# Initial data read
Notebook to begin exploring the UK air pollution data made available by the department for environment, food and rural affairs: [UK Air Information Resource](https://uk-air.defra.gov.uk/).  
&copy; Crown 2020 copyright Defra via uk-air.defra.gov.uk, licenced under the [Open Government Licence (OGL)](http://www.nationalarchives.gov.uk/doc/open-government-licence/version/2/).  
  
First, we will inspect air pollution readings from a measurement station in Oxford, UK.  
  
Notebook successfully:
- Achieves initial read-in of air pollution data from Oxford measurement station
- Point 2

In [1]:
import sys
import time
from pathlib import Path
import pandas as pd
import numpy as np
import altair as alt

# auto-formatting of notebook cell code
%load_ext lab_black

repo_location = (
    "\\Users\\Simon\\Documents\\Python_Projects\\Productivity Boiz\\air-pollution"
)

sys.path.append(repo_location)
top_level_dir = Path(repo_location)
interim_data_path = top_level_dir / "data/interim"

# if not interim_data_path.is_dir():
#     interim_data_path.mkdir()
#
# save_location = interim_data_path / "oxford_ebbes_full.csv"
# df.to_csv(save_location, index=False)
# print(f"Full historic air pollution data for {} ({time_range}) saved to: {save_location}")

# tracks version numbers used to run notebook
%load_ext watermark
%watermark -u -n -t -iv -v -g -a Simon-Lee-UK

pandas 1.0.3
numpy  1.18.2
altair 4.0.1
Simon-Lee-UK 
last updated: Sat Mar 28 2020 16:14:03 

CPython 3.7.3
IPython 7.13.0
Git hash: 6be5bccd32729fc52e6bb3cfddc34da1306c5142


## Data info
Location: Oxford St Ebbes (OX8)
All Data GMT hour ending  
Status: R = Ratified / P = Provisional / P* = As supplied  
Data available: 2008 - 2020
  
### Raw columns (2020):
`Date` - format: 'dd-mm-yyyy'  
`time` - 24 hour, e.g. '19:00'  
`PM<sub>10</sub> particulate matter (Hourly measured)` - $PM_{10}$ particulate matter with diameter $< 10 \;\mu m$  
`status` - ratified / provisional / as supplied  
`unit` - $\mu g \:/\: m^{3}$ (FIDAS)  
`Nitric oxide` - 'NO'  
`status.1` - ratified / provisional / as supplied  
`unit.1` - $\mu g \:/\: m^{3}$  
`Nitrogen dioxide` - 'NO$_2$'  
`status.2` - ratified / provisional / as supplied  
`unit.2` - $\mu g \:/\: m^{3}$  
`Nitrogen oxides as nitrogen dioxide` - 'NO$_x$ as NO$_2$'  
`status.3` - ratified / provisional / as supplied  
`unit.3` - $\mu g \:/\: m^{3}$  
`PM<sub>2.5</sub> particulate matter (Hourly measured)` - $PM_{2.5}$ particulate matter with diameter $< 2.5 \;\mu m$    
`status.4` - ratified / provisional / as supplied  
`unit.4` - $\mu g \:/\: m^{3}$ (Ref.eq)  
  
#### Additional columns found in data from previous years
`Volatile PM<sub>2.5</sub> (Hourly measured)` - sub-category of particulate matter measurement ($< 2.5 \;\mu m$)  
`Volatile PM2.5 (Hourly measured)` - alternate column title for the above; never both observed for same year's data; 'column_consistency' function renames this column to match the above  
`Volatile PM<sub>10</sub> (Hourly measured)` - sub-category of particulate matter measurement ($< 10 \;\mu m$)  
`Non-volatile PM<sub>2.5</sub> (Hourly measured)` - sub-category of particulate matter measurement ($< 2.5 \;\mu m$)  
`Non-volatile PM<sub>10</sub> (Hourly measured)` - sub-category of particulate matter measurement ($< 10 \;\mu m$)  
  
Volatile/Non-volatile measurements are only available in some years.
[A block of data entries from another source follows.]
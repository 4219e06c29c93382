//! Feed Store
//!
//! Append-only collection of posts. Insertion order is authoritative: the
//! newest post is the last one stored and the first one returned. Post ids
//! come from a counter, so bursts within the same millisecond still get
//! strictly increasing ids.

use crate::backend::social::identity::IdentityStore;
use crate::shared::social::{IdentityKey, Post, PostId};

/// A freshly stored post and the keys entitled to a live push
#[derive(Debug, Clone, PartialEq, Eq)]
pub struct Publication {
    pub post: Post,
    /// Author plus the author's friends at the moment of publishing
    pub audience: Vec<IdentityKey>,
}

#[derive(Debug, Clone, Default)]
pub struct FeedStore {
    posts: Vec<Post>,
    last_id: PostId,
}

impl FeedStore {
    pub fn new() -> Self {
        Self::default()
    }

    /// Store a post and compute its audience from the current friend graph
    ///
    /// Returns `None` if the author is unknown.
    pub fn publish(
        &mut self,
        identities: &IdentityStore,
        author: &str,
        content: String,
        media_ref: Option<String>,
    ) -> Option<Publication> {
        let author_identity = identities.get(author)?;
        let mut audience = Vec::with_capacity(author_identity.friends.len() + 1);
        audience.push(author_identity.key.clone());
        audience.extend(author_identity.friends.iter().cloned());

        self.last_id += 1;
        let post = Post::new(self.last_id, author_identity.key.clone(), content, media_ref);
        self.posts.push(post.clone());

        Some(Publication { post, audience })
    }

    /// Posts by `viewer` or by the viewer's current friends, newest first
    pub fn visible_posts(&self, identities: &IdentityStore, viewer: &str) -> Vec<Post> {
        let Some(identity) = identities.get(viewer) else {
            return Vec::new();
        };
        self.posts
            .iter()
            .rev()
            .filter(|post| post.is_visible_to(viewer, &identity.friends))
            .cloned()
            .collect()
    }

    /// Toggle `liker`'s like on a post the liker can see
    ///
    /// Returns the updated post and its current audience, or `None` if the
    /// post does not exist or is hidden from the liker.
    pub fn toggle_like(&mut self, identities: &IdentityStore, liker: &str, id: PostId) -> Option<Publication> {
        let liker_identity = identities.get(liker)?;
        let post = self.posts.iter_mut().find(|post| post.id == id)?;
        if !post.is_visible_to(liker, &liker_identity.friends) {
            return None;
        }
        post.toggle_like(liker);

        let author = identities.get(&post.author_key)?;
        let mut audience = vec![author.key.clone()];
        audience.extend(author.friends.iter().cloned());
        Some(Publication {
            post: post.clone(),
            audience,
        })
    }

    pub fn len(&self) -> usize {
        self.posts.len()
    }

    pub fn is_empty(&self) -> bool {
        self.posts.is_empty()
    }
}
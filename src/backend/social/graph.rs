/**
 * Social Graph Engine
 *
 * Friend-request lifecycle on top of the identity store. A pending request
 * from R to T is the membership of R in T's `pending_requests`; accepting it
 * turns it into a mutual friend edge.
 *
 * # Invariants
 *
 * After every operation, for all identities a and b:
 * - `a ∈ friends(b)` exactly when `b ∈ friends(a)`
 * - `a ∉ friends(a)`
 * - `pending_requests(a) ∩ friends(a) = ∅`
 *
 * Each operation runs with exclusive access to the store (the hub lock), so
 * both sides of a friend edge change together.
 *
 * Unknown keys and repeated requests are no-ops reported as `None`; the
 * caller has nothing to push in that case.
 */
use crate::backend::social::identity::IdentityStore;
use crate::shared::social::IdentityKey;

/// State to push after an accepted request
#[derive(Debug, Clone, PartialEq, Eq)]
pub struct Acceptance {
    pub accepter_friends: Vec<IdentityKey>,
    pub accepter_pending: Vec<IdentityKey>,
    pub requester_friends: Vec<IdentityKey>,
    /// Requester's new pending set, only when a crossed request was settled
    pub requester_pending: Option<Vec<IdentityKey>>,
}

/// Record a friend request from `requester` to `target`
///
/// Returns the target's new pending set, or `None` when the request is
/// ignored: unknown target or requester, self request, already friends, or
/// already pending.
pub fn propose(store: &mut IdentityStore, requester: &str, target: &str) -> Option<Vec<IdentityKey>> {
    if requester == target || !store.contains(requester) {
        return None;
    }
    let target_identity = store.get_mut(target)?;
    if target_identity.is_friend(requester) || target_identity.has_pending_from(requester) {
        return None;
    }
    target_identity.pending_requests.insert(requester.to_string());
    Some(target_identity.pending_list())
}

/// Accept the pending request `requester` sent to `accepter`
///
/// Returns `None` if no such request is pending.
pub fn accept(store: &mut IdentityStore, accepter: &str, requester: &str) -> Option<Acceptance> {
    if accepter == requester || !store.contains(requester) {
        return None;
    }
    let accepter_identity = store.get_mut(accepter)?;
    if !accepter_identity.pending_requests.remove(requester) {
        return None;
    }
    accepter_identity.friends.insert(requester.to_string());
    let accepter_friends = accepter_identity.friend_list();
    let accepter_pending = accepter_identity.pending_list();

    // `contains` checked above; the store is exclusively borrowed.
    let requester_identity = store.get_mut(requester)?;
    requester_identity.friends.insert(accepter.to_string());
    // A crossed request in the other direction is settled by this acceptance.
    let requester_pending = requester_identity
        .pending_requests
        .remove(accepter)
        .then(|| requester_identity.pending_list());

    Some(Acceptance {
        accepter_friends,
        accepter_pending,
        requester_friends: requester_identity.friend_list(),
        requester_pending,
    })
}

/// Drop the pending request `requester` sent to `decliner`
///
/// Returns the decliner's new pending set, or `None` if nothing was pending.
pub fn decline(store: &mut IdentityStore, decliner: &str, requester: &str) -> Option<Vec<IdentityKey>> {
    let decliner_identity = store.get_mut(decliner)?;
    if !decliner_identity.pending_requests.remove(requester) {
        return None;
    }
    Some(decliner_identity.pending_list())
}
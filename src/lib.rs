//! XFSocial - Main Library
//!
//! XFSocial is a real-time social messaging backend built with Rust. Clients
//! keep one WebSocket connection open, log in with a phone-derived identity,
//! chat in named rooms, exchange friend requests and share a feed that only
//! friends can see.
//!
//! # Module Structure
//!
//! - **`shared`** - Wire types shared with clients
//!   - Socket events (`InboundEvent`, `OutboundEvent`)
//!   - Identities, posts, room chat payloads
//!   - Error and configuration types
//!
//! - **`backend`** - Server-side code (only compiled with the `ssr` feature)
//!   - Identity store, friend graph and feed
//!   - Presence registry and room relay
//!   - Session coordinator and WebSocket transport
//!   - Axum router with inspection endpoints
//!
//! # Feature Flags
//!
//! - **`ssr`** (default) - Enables the backend modules and the server binary
//!
//! # Usage
//!
//! ```rust,no_run
//! use xfsocial::backend::server::init::create_app;
//! use xfsocial::shared::ServerConfig;
//!
//! # async fn example() {
//! let app = create_app(ServerConfig::default());
//! # }
//! ```
//!
//! # Thread Safety
//!
//! All social state is owned by one `SocialHub` and guarded by a single
//! `tokio::sync::Mutex`. Pushes to connections are queued on unbounded
//! channels while that lock is held, so they never wait on client I/O.

/// Shared types and data structures
pub mod shared;

/// Backend server-side code
#[cfg(feature = "ssr")]
pub mod backend;
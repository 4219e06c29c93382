//! Identity Record
//!
//! A person known to the server, keyed by the phone-derived identity key.
//! The same record is pushed to the client in `login_success` and dumped by
//! the debug inspection endpoint.

use serde::{Deserialize, Serialize};
use std::collections::BTreeSet;

/// Stable key identifying a person across sessions (the phone number)
pub type IdentityKey = String;

/// Profile record plus the person's side of the social graph
///
/// `friends` and `pending_requests` are ordered sets so pushes list keys in a
/// stable ascending order.
#[derive(Debug, Clone, Serialize, Deserialize, PartialEq, Eq)]
#[serde(rename_all = "camelCase")]
pub struct Identity {
    /// Identity key (phone number)
    pub key: IdentityKey,
    /// Name supplied on first login
    pub display_name: String,
    /// Avatar reference derived from the key
    pub avatar_ref: String,
    /// Date of birth supplied on first login
    #[serde(default, skip_serializing_if = "Option::is_none")]
    pub dob: Option<String>,
    /// Mutual friends
    #[serde(default)]
    pub friends: BTreeSet<IdentityKey>,
    /// Keys of people who asked to be friends and are awaiting an answer
    #[serde(default)]
    pub pending_requests: BTreeSet<IdentityKey>,
}

impl Identity {
    /// Create a record with an empty friend list and no pending requests
    pub fn new(
        key: impl Into<IdentityKey>,
        display_name: impl Into<String>,
        avatar_ref: impl Into<String>,
        dob: Option<String>,
    ) -> Self {
        Self {
            key: key.into(),
            display_name: display_name.into(),
            avatar_ref: avatar_ref.into(),
            dob,
            friends: BTreeSet::new(),
            pending_requests: BTreeSet::new(),
        }
    }

    pub fn is_friend(&self, key: &str) -> bool {
        self.friends.contains(key)
    }

    pub fn has_pending_from(&self, key: &str) -> bool {
        self.pending_requests.contains(key)
    }

    /// Friend keys in ascending order, as pushed in `friend_update`
    pub fn friend_list(&self) -> Vec<IdentityKey> {
        self.friends.iter().cloned().collect()
    }

    /// Pending requester keys in ascending order, as pushed in `request_update`
    pub fn pending_list(&self) -> Vec<IdentityKey> {
        self.pending_requests.iter().cloned().collect()
    }
}
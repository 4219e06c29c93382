/**
 * Social Hub
 *
 * The hub is the single owning context for all shared state: identities,
 * presence bindings, the feed and room membership. It is constructed once
 * in `create_app` and handed to every session as `Arc<SocialHub>`.
 *
 * # Locking
 *
 * One `tokio::sync::Mutex` guards the whole `HubState`. Sessions hold the
 * guard for the full read-modify-push of an event, which gives:
 * - both sides of a friend edge change together
 * - a post's audience is read in the same critical section that stores it
 * - pushes to one connection are queued in mutation order
 *
 * Nothing awaits while the guard is held; pushes only enqueue on unbounded
 * channels.
 */
use serde::Serialize;
use std::sync::Arc;
use tokio::sync::{Mutex, MutexGuard};

use crate::backend::realtime::{ConnectionHandle, Outbox, PresenceRegistry, RoomRelay};
use crate::backend::session::coordinator::Session;
use crate::backend::social::{FeedStore, IdentityStore};
use crate::shared::social::Identity;
use crate::shared::ServerConfig;

/// All shared social state
///
/// Fields are public so a session can split the guard into disjoint borrows.
#[derive(Debug)]
pub struct HubState {
    pub identities: IdentityStore,
    pub presence: PresenceRegistry,
    pub feed: FeedStore,
    pub rooms: RoomRelay,
}

/// Counters reported by the health endpoint
#[derive(Debug, Clone, Copy, Serialize, PartialEq, Eq)]
pub struct HubStats {
    pub identities: usize,
    pub online: usize,
    pub posts: usize,
    pub rooms: usize,
}

#[derive(Debug)]
pub struct SocialHub {
    state: Mutex<HubState>,
}

impl SocialHub {
    /// Create an empty hub
    pub fn new(avatar_base_url: impl Into<String>) -> Self {
        Self {
            state: Mutex::new(HubState {
                identities: IdentityStore::new(avatar_base_url),
                presence: PresenceRegistry::new(),
                feed: FeedStore::new(),
                rooms: RoomRelay::new(),
            }),
        }
    }

    pub fn from_config(config: &ServerConfig) -> Self {
        Self::new(config.avatar_base_url.clone())
    }

    /// Open a session for a new connection
    ///
    /// The returned outbox receives every event pushed to the connection.
    pub fn connect(self: &Arc<Self>) -> (Session, Outbox) {
        let (handle, outbox) = ConnectionHandle::open();
        tracing::info!("[Hub] Connection {} opened", handle.id());
        (Session::new(Arc::clone(self), handle), outbox)
    }

    pub(crate) async fn lock(&self) -> MutexGuard<'_, HubState> {
        self.state.lock().await
    }

    pub async fn identity(&self, key: &str) -> Option<Identity> {
        self.lock().await.identities.get(key).cloned()
    }

    /// Every identity record, ordered by key
    pub async fn identities_snapshot(&self) -> Vec<Identity> {
        self.lock().await.identities.snapshot()
    }

    pub async fn stats(&self) -> HubStats {
        let state = self.lock().await;
        HubStats {
            identities: state.identities.len(),
            online: state.presence.online_count(),
            posts: state.feed.len(),
            rooms: state.rooms.room_count(),
        }
    }
}
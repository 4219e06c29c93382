//! Common test utilities and helpers
//!
//! This module provides shared utilities for all tests including:
//! - In-memory clients driving a `Session` and reading its outbox
//! - Event inspection helpers


pub use client::*;
//! Presence Registry
//!
//! Directory from identity key to the connection currently bound to it. At
//! most one connection is bound per key: a later login overwrites the earlier
//! binding, and the superseded connection simply stops being addressed.

use std::collections::HashMap;

use crate::backend::realtime::connection::{ConnectionHandle, ConnectionId};
use crate::shared::social::IdentityKey;
use crate::shared::OutboundEvent;

/// Outcome of a deliver-if-present push
#[derive(Debug, Clone, Copy, PartialEq, Eq)]
pub enum Delivery {
    /// Queued on the bound connection
    Delivered,
    /// No connection is bound to the key
    Offline,
    /// A binding exists but its connection has closed
    Closed,
}

impl Delivery {
    pub fn is_delivered(self) -> bool {
        self == Self::Delivered
    }
}

#[derive(Debug, Default)]
pub struct PresenceRegistry {
    bindings: HashMap<IdentityKey, ConnectionHandle>,
}

impl PresenceRegistry {
    pub fn new() -> Self {
        Self::default()
    }

    /// Bind `key` to `handle`, returning the binding it replaced
    pub fn bind(&mut self, key: &str, handle: ConnectionHandle) -> Option<ConnectionHandle> {
        let previous = self.bindings.insert(key.to_string(), handle);
        if let Some(previous) = &previous {
            tracing::debug!("[Presence] {} rebound, connection {} superseded", key, previous.id());
        }
        previous
    }

    /// Remove the binding for `key` only if it still points at `connection`
    ///
    /// Returns whether a binding was removed. A stale disconnect from a
    /// superseded connection leaves the newer binding in place.
    pub fn unbind(&mut self, key: &str, connection: ConnectionId) -> bool {
        match self.bindings.get(key) {
            Some(bound) if bound.id() == connection => {
                self.bindings.remove(key);
                true
            }
            _ => false,
        }
    }

    pub fn lookup(&self, key: &str) -> Option<&ConnectionHandle> {
        self.bindings.get(key)
    }

    /// Push `event` to the connection bound to `key`, if any
    pub fn deliver(&self, key: &str, event: OutboundEvent) -> Delivery {
        let Some(handle) = self.bindings.get(key) else {
            return Delivery::Offline;
        };
        if handle.deliver(event) {
            Delivery::Delivered
        } else {
            Delivery::Closed
        }
    }

    pub fn online_count(&self) -> usize {
        self.bindings.len()
    }
}
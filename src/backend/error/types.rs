/**
 * Backend Error Types
 *
 * This module defines error types specific to the backend server.
 *
 * # Error Types
 *
 * - `BackendError` - Errors returned by HTTP handlers, converted to JSON
 *   responses
 * - `SessionError` - Reasons an inbound socket event changed nothing
 *
 * # Session Errors
 *
 * Session errors are never sent to the client and never close the
 * connection. The socket loop logs them and keeps reading. They exist so
 * callers and tests can tell an applied event from a dropped one:
 * - Events before `register_login`
 * - References to unknown identities or posts
 * - Idempotent repeats (duplicate friend requests, accepts with nothing
 *   pending)
 * - Malformed frames
 */

use axum::http::StatusCode;
use thiserror::Error;

use crate::shared::social::PostId;
use crate::shared::SharedError;

/// Backend-specific error types
///
/// ```rust
/// use axum::http::StatusCode;
/// use xfsocial::backend::error::BackendError;
///
/// let err = BackendError::handler(StatusCode::BAD_REQUEST, "Invalid request");
/// assert_eq!(err.status_code(), StatusCode::BAD_REQUEST);
/// ```
#[derive(Debug, Error)]
pub enum BackendError {
    /// Handler error (e.g., disabled endpoint, invalid request)
    #[error("Handler error: {message}")]
    HandlerError {
        /// HTTP status code for this error
        status: StatusCode,
        /// Human-readable error message
        message: String,
    },
}

impl BackendError {
    /// Create a new handler error with a status code
    pub fn handler(status: StatusCode, message: impl Into<String>) -> Self {
        Self::HandlerError {
            status,
            message: message.into(),
        }
    }

    /// Create a 404 handler error
    pub fn not_found(message: impl Into<String>) -> Self {
        Self::handler(StatusCode::NOT_FOUND, message)
    }

    /// Get the HTTP status code for this error
    pub fn status_code(&self) -> StatusCode {
        match self {
            Self::HandlerError { status, .. } => *status,
        }
    }

    /// Get the error message
    pub fn message(&self) -> String {
        match self {
            Self::HandlerError { message, .. } => message.clone(),
        }
    }
}

/// Why an inbound socket event was dropped
#[derive(Debug, Error, Clone, PartialEq, Eq)]
pub enum SessionError {
    /// A state-changing event arrived before `register_login`
    #[error("{event} received before register_login")]
    NotAuthenticated { event: &'static str },

    /// The session already disconnected
    #[error("session is closed")]
    Closed,

    /// The event names an identity the server has never seen
    #[error("unknown identity: {0}")]
    UnknownIdentity(String),

    /// The post does not exist or is not visible to the caller
    #[error("unknown post: {0}")]
    UnknownPost(PostId),

    /// The event was valid but left state unchanged
    #[error("{event} changed nothing")]
    NoChange { event: &'static str },

    /// The frame could not be decoded
    #[error(transparent)]
    Malformed(#[from] SharedError),
}
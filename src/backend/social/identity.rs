//! Identity Store
//!
//! Maps identity keys to `Identity` records. Records are created on first
//! contact and live for the lifetime of the process. The store has no locking
//! of its own; the hub serializes access.

use std::collections::HashMap;

use crate::shared::social::{Identity, IdentityKey};

/// Result of `IdentityStore::resolve_or_create`
#[derive(Debug, Clone, Copy, PartialEq, Eq)]
pub enum Resolution {
    /// The key was already known; supplied profile fields were ignored
    Existing,
    /// A new record was created
    Created,
}

#[derive(Debug, Clone)]
pub struct IdentityStore {
    identities: HashMap<IdentityKey, Identity>,
    avatar_base_url: String,
}

impl IdentityStore {
    /// Create an empty store whose avatar references start with `avatar_base_url`
    pub fn new(avatar_base_url: impl Into<String>) -> Self {
        Self {
            identities: HashMap::new(),
            avatar_base_url: avatar_base_url.into(),
        }
    }

    /// Return the record for `key`, creating it if the key is new
    ///
    /// Name and date of birth are only used on creation. A repeat login with a
    /// different name leaves the stored profile untouched.
    pub fn resolve_or_create(
        &mut self,
        key: &str,
        display_name: &str,
        dob: Option<&str>,
    ) -> (&Identity, Resolution) {
        let mut resolution = Resolution::Existing;
        let avatar_base_url = &self.avatar_base_url;
        let identity = self.identities.entry(key.to_string()).or_insert_with(|| {
            resolution = Resolution::Created;
            Identity::new(
                key,
                display_name,
                format!("{}{}", avatar_base_url, key),
                dob.map(str::to_string),
            )
        });
        (identity, resolution)
    }

    pub fn get(&self, key: &str) -> Option<&Identity> {
        self.identities.get(key)
    }

    pub(crate) fn get_mut(&mut self, key: &str) -> Option<&mut Identity> {
        self.identities.get_mut(key)
    }

    pub fn contains(&self, key: &str) -> bool {
        self.identities.contains_key(key)
    }

    pub fn len(&self) -> usize {
        self.identities.len()
    }

    pub fn is_empty(&self) -> bool {
        self.identities.is_empty()
    }

    /// All records ordered by key
    pub fn snapshot(&self) -> Vec<Identity> {
        let mut all: Vec<Identity> = self.identities.values().cloned().collect();
        all.sort_by(|a, b| a.key.cmp(&b.key));
        all
    }
}
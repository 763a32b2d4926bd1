#![forbid(unsafe_code)]

pub mod opts;
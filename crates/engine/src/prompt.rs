#![forbid(unsafe_code)]

//! Deterministic prompt assembly. Builders are pure functions of their
//! inputs so a prompt can be reproduced byte-for-byte for tests and for
//! the batch-input path.

use pb_core::book::{Role, TranslationPair};
use pb_core::split::split_sentences;
use regex::Regex;
use serde_json::{Map, Value, json};
use std::sync::OnceLock;

fn quotation_mark_re() -> &'static Regex {
    static RE: OnceLock<Regex> = OnceLock::new();
    RE.get_or_init(|| Regex::new(r"\p{Quotation_Mark}").expect("static mark pattern"))
}

#[derive(Clone, Debug)]
pub struct TranslationPromptInput<'a> {
    pub book_title: &'a str,
    pub role: Role,
    pub source_text: &'a str,
    pub hint: &'a str,
    pub prev_context: &'a [String],
    pub next_context: &'a [String],
    pub extra_hint: &'a str,
    pub attempt: u32,
    pub jsonize_input: bool,
}

/// The en→ja translation prompt. `attempt` escalates the guidance:
/// retry diagnostics from attempt 2, pre-split source and a worked
/// example from attempt 3. `jsonize_input` switches the context block
/// between a JSON object and a bulleted list so the retry ladder can
/// change representation.
pub fn build_translation_prompt(input: &TranslationPromptInput<'_>) -> String {
    let mut lines: Vec<String> = Vec::new();
    if input.book_title.is_empty() {
        lines.push("あなたは書籍の英日翻訳を担当しています。".to_string());
    } else {
        lines.push(format!(
            "あなたは『{}』の英日翻訳を担当しています。",
            input.book_title
        ));
    }
    lines.push("以下の情報をもとに、与えられたパラグラフを自然な日本語に翻訳してください。".to_string());
    lines.push("----".to_string());
    if input.jsonize_input {
        let mut data = Map::new();
        if !input.hint.is_empty() {
            data.insert("現在の場面の要約".to_string(), json!(input.hint));
        }
        if !input.prev_context.is_empty() {
            data.insert("直前のパラグラフ".to_string(), json!(input.prev_context));
        }
        if !input.next_context.is_empty() {
            data.insert("直後のパラグラフ".to_string(), json!(input.next_context));
        }
        data.insert("翻訳対象のパラグラフ".to_string(), json!(input.source_text));
        lines.push(
            serde_json::to_string_pretty(&Value::Object(data))
                .unwrap_or_else(|_| input.source_text.to_string()),
        );
        lines.push(String::new());
    } else {
        if !input.hint.is_empty() {
            lines.push("現在の場面の要約（前回出力された文脈ヒント）:".to_string());
            lines.push(format!("- {}", input.hint));
            lines.push(String::new());
        }
        if !input.prev_context.is_empty() {
            lines.push("直前のパラグラフ:".to_string());
            for sentence in input.prev_context {
                lines.push(format!(" - {sentence}"));
            }
            lines.push(String::new());
        }
        if !input.next_context.is_empty() {
            lines.push("直後のパラグラフ:".to_string());
            for sentence in input.next_context {
                lines.push(format!(" - {sentence}"));
            }
            lines.push(String::new());
        }
        lines.push("----".to_string());
        lines.push("翻訳対象のパラグラフ:".to_string());
        if input.attempt >= 3 {
            lines.push(split_sentences(input.source_text).join("\n"));
        } else {
            lines.push(input.source_text.to_string());
        }
    }
    lines.push(String::new());
    lines.push("----".to_string());
    lines.push("出力形式はJSONとし、次の要素を含めてください:".to_string());
    lines.push("{".to_string());
    lines.push("  \"translations\": [".to_string());
    let splits_sentences = matches!(input.role, Role::Paragraph | Role::Blockquote);
    if splits_sentences {
        lines.push("    { \"en\": \"原文の文1\", \"ja\": \"対応する訳文1\" },".to_string());
        lines.push("    { \"en\": \"原文の文2\", \"ja\": \"対応する訳文2\" }".to_string());
        lines.push("    // ...".to_string());
    } else {
        lines.push("    { \"en\": \"原文の文\", \"ja\": \"対応する訳文\" }".to_string());
    }
    lines.push("  ],".to_string());
    lines.push("  \"context_hint\": \"この段落を含めた現在の場面の要約、登場人物、心情、場の変化などを1文（100トークン程度）で簡潔に記述してください。\",".to_string());
    lines.push("}".to_string());
    lines.push(String::new());
    lines.push("----".to_string());
    if input.attempt >= 3 {
        lines.push("例を示します:".to_string());
        lines.push("{".to_string());
        lines.push("  \"translations\": [".to_string());
        if splits_sentences {
            lines.push("    { \"en\": \"He said, “Hello, world!”\", \"ja\": \"「こんにちは世界！」と彼は言った。\" },".to_string());
            lines.push("    { \"en\": \"“Good-bye, world”, I replied.\", \"ja\": \"「さよなら世界」と私は応えた。\" }".to_string());
            lines.push("    // ...".to_string());
        } else {
            lines.push("    { \"en\": \"He said, “Hello, world!”\", \"ja\": \"「こんにちは世界！」と彼は言った。\" }".to_string());
        }
        lines.push("  ],".to_string());
        lines.push("  \"context_hint\": \"ジョーが言ったことと反対のことをナンシーが言うやり取りをしている。\",".to_string());
        lines.push("}".to_string());
        lines.push(String::new());
        lines.push("----".to_string());
    }
    match input.role {
        Role::BookTitle => {
            lines.push("このパラグラフは本の題名です。".to_string());
        }
        Role::ChapterTitle => {
            lines.push("このパラグラフは章の題名です。".to_string());
        }
        Role::Paragraph | Role::Blockquote => {
            lines.push("英文は意味的に自然な単位で文分割してください。たとえ短い文でも、文とみなせれば独立させてください。".to_string());
            lines.push("ただし、分割の際に元の英文を1文字も変更しないでください。句読点や引用符も含めて全て保持してください。".to_string());
            if input.attempt >= 3 && quotation_mark_re().is_match(input.source_text) {
                lines.push("【重要】 翻訳対象には引用符が含まれています。それを絶対に消さないでください。".to_string());
            }
        }
        Role::Header => {
            lines.push("英文はヘッダなので、文分割は不要です。入力を1文として扱ってください。".to_string());
        }
        Role::List => {
            lines.push("英文はリストの項目なので、文分割は不要です。入力を1文として扱ってください。".to_string());
        }
        Role::Table => {
            lines.push("英文は \"|\" で区切られたテーブルの要素です。文分割は不要です。\"|\" は維持した上で、それ以外の中身を翻訳してください。".to_string());
        }
        Role::BookAuthor | Role::Code | Role::Macro => {}
    }
    lines.push("日本語訳は文体・語調に配慮しつつも、できるだけ直訳調にとどめ、構文や語順の対応関係が分かるようにしてください。".to_string());
    lines.push("context_hintは次の段落の翻訳時に役立つような背景情報を含めてください（例：誰が話しているか、舞台の変化、話題の推移など）。".to_string());
    lines.push("不要な解説や装飾、サマリー文などは含めず、必ず上記JSON構造のみを出力してください。".to_string());
    if input.attempt >= 2 {
        lines.push("JSONの書式には細心の注意を払ってください。引用符や括弧やカンマの仕様を厳密に守ってください。".to_string());
        lines.push("文分割の際に原文を変更しないでください。出力の \"en\" の値を連結すると原文と同じになるようにしてください。".to_string());
        lines.push(format!("過去のエラーによる現在の再試行回数={}", input.attempt - 1));
    }
    let extra_hint = input.extra_hint.trim();
    if !extra_hint.is_empty() {
        lines.push("----".to_string());
        lines.push(extra_hint.to_string());
    }
    lines.join("\n")
}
The two values add to give the generic particulate matter measurement for each hour; this value is available for both sizes in all available years of data. For now, volatile/non-volatile values will be dropped because they cannot be compared across the full range of data.

## Data read functions
Below, define functions for reading and pre-processing the raw data. These functions will later be exported out to a separate package for ease of maintenance and for access from future notebooks.

In [2]:
def get_single_year(year):
    data_url = f"https://uk-air.defra.gov.uk/data_files/site_data/OX8_{year}.csv"
    single_year = pd.read_csv(data_url, header=4)
    return single_year


def column_consistency(raw_data):
    column_consist_dict = {
        "Volatile PM2.5 (Hourly measured)": "Volatile PM<sub>2.5</sub> (Hourly measured)"
    }

    consistent_columns = raw_data.rename(columns=column_consist_dict)
    return consistent_columns


def column_conversion(raw_data):
    column_dict = {
        "Date": "date",
        "PM<sub>10</sub> particulate matter (Hourly measured)": "pm_10",
        "status": "status_pm_10",
        "unit": "unit_pm_10",
        "Nitric oxide": "nitric_oxide",
        "status.1": "status_nitric_oxide",
        "unit.1": "unit_nitric_oxide",
        "Nitrogen dioxide": "nitrogen_dioxide",
        "status.2": "status_nitrogen_dioxide",
        "unit.2": "unit_nitrogen_dioxide",
        "Nitrogen oxides as nitrogen dioxide": "NO2_eq",
        "status.3": "status_NO2_eq",
        "unit.3": "unit_NO2_eq",
        "PM<sub>2.5</sub> particulate matter (Hourly measured)": "pm_2_5",
        "status.4": "status_pm_2_5",
        "unit.4": "unit_pm_2_5",
    }

    converted_columns = raw_data.rename(columns=column_dict)
    converted_columns = extend_date_with_time(converted_columns)
    return converted_columns


def extend_date_with_time(raw_data):
    extended_date = raw_data.copy()
    extended_date.time = extended_date.time.replace("24:00", "00:00")
    extended_date.date = extended_date.date + " " + extended_date.time
    return extended_date


def datetime_conversion(raw_data, target_column="date", date_format="%d-%m-%Y %H:%M"):
    converted_datetime = raw_data.copy()
    try:
        converted_datetime[target_column] = pd.to_datetime(
            converted_datetime[target_column], format=date_format
        )
    except ValueError:
        converted_datetime[target_column] = pd.to_datetime(
            converted_datetime[target_column]
        )

    return converted_datetime

## Combining multiple years of data
Data is available for years 2008 - 2020 with access URLs such as: 'https://uk-air.defra.gov.uk/data_files/site_data/OX8_2008.csv' providing the data for each individual year.  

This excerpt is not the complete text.